§ **WORK ORDER**: Could you print exactly the lines of the listing below, starting at the line that has "dialog-matching material lives." and ending at the line that has "pub fn new(uri: Uri)", and only those lines?

§ **DATA LISTING**:
++++++++

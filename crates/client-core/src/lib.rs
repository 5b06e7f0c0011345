//! # sipline-client-core
//!
//! Client-side session logic for the sipline stack. Today that is the
//! registration client: the canonical "periodic request with transparent
//! challenge-response retry" machine, layered on the transaction layer of
//! [`sipline_dialog_core`].
//!
//! ```no_run
//! # use std::sync::Arc;
//! # use sipline_client_core::{RegistrationClient, RegistrationConfig};
//! # use sipline_dialog_core::{TimerManager, TimerSettings, TransactionManager};
//! # use sipline_dialog_core::transport::MockTransport;
//! # use sipline_sip_core::Uri;
//! # #[tokio::main] async fn main() {
//! let (transport, _wire) = MockTransport::new(true);
//! let (transactions, _dispatch) =
//!     TransactionManager::new(Arc::new(transport), TimerSettings::default());
//! let config = RegistrationConfig::new(
//!     Uri::domain("example.com"),
//!     Uri::sip("alice", "example.com"),
//!     Uri::sip("alice", "client.example.com"),
//! );
//! let (client, mut outcomes) =
//!     RegistrationClient::new(config, transactions, TimerManager::new());
//! client.register(3600);
//! let outcome = outcomes.recv().await;
//! # }
//! ```

pub mod config;
pub mod events;
pub mod registration;

pub use config::RegistrationConfig;
pub use events::RegistrationEvent;
pub use registration::RegistrationClient;
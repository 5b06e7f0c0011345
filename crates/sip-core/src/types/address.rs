//! # Tagged Address
//!
//! The To/From header value: an optional display name, a URI, and an
//! optional `tag` parameter
//! ([RFC 3261 Section 8.1.1.2](https://datatracker.ietf.org/doc/html/rfc3261#section-8.1.1.2)).
//!
//! Tags are the dialog-leg identifiers. Each side assigns its own tag, and
//! the pair (plus Call-ID) forms the dialog identifier, so this type is
//! where half of the dialog-matching material lives.

use std::fmt;
use serde::{Deserialize, Serialize};

use super::uri::Uri;

/// A To/From/Contact address with an optional dialog tag.
#[derive(Debug, Clone, PartialEq, Eq, Hash, Serialize, Deserialize)]
pub struct Address {
    pub display_name: Option<String>,
    pub uri: Uri,
    pub tag: Option<String>,
}

impl Address {
    pub fn new(uri: Uri) -> Self {
        Address { display_name: None, uri, tag: None }
    }

    pub fn with_display_name(mut self, name: impl Into<String>) -> Self {
        self.display_name = Some(name.into());
        self
    }

    pub fn with_tag(mut self, tag: impl Into<String>) -> Self {
        self.tag = Some(tag.into());
        self
    }

    /// The dialog tag, if assigned.
    pub fn tag(&self) -> Option<&str> {
        self.tag.as_deref()
    }

    pub fn set_tag(&mut self, tag: impl Into<String>) {
        self.tag = Some(tag.into());
    }

    /// Generate a fresh opaque tag (8 hex digits).
    pub fn generate_tag() -> String {
        format!("{:08x}", rand::random::<u32>())
    }

    /// Same address with the URI scheme forced to `sips:`.
    pub fn into_secure(mut self) -> Self {
        self.uri = self.uri.into_secure();
        self
    }
}

impl fmt::Display for Address {
    fn fmt(&self, f: &mut fmt::Formatter<'_>) -> fmt::Result {
        match &self.display_name {
            Some(name) => write!(f, "\"{}\" <{}>", name, self.uri)?,
            None => write!(f, "<{}>", self.uri)?,
        }
        if let Some(tag) = &self.tag {
            write!(f, ";tag={}", tag)?;
        }
        Ok(())
    }
}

++++++++

§ **SOLUTION FOR THIS PROBLEM**:
//! where half of the dialog-matching material lives.

use std::fmt;
use serde::{Deserialize, Serialize};

use super::uri::Uri;

/// A To/From/Contact address with an optional dialog tag.
#[derive(Debug, Clone, PartialEq, Eq, Hash, Serialize, Deserialize)]
pub struct Address {
    pub display_name: Option<String>,
    pub uri: Uri,
    pub tag: Option<String>,
}

impl Address {
    pub fn new(uri: Uri) -> Self {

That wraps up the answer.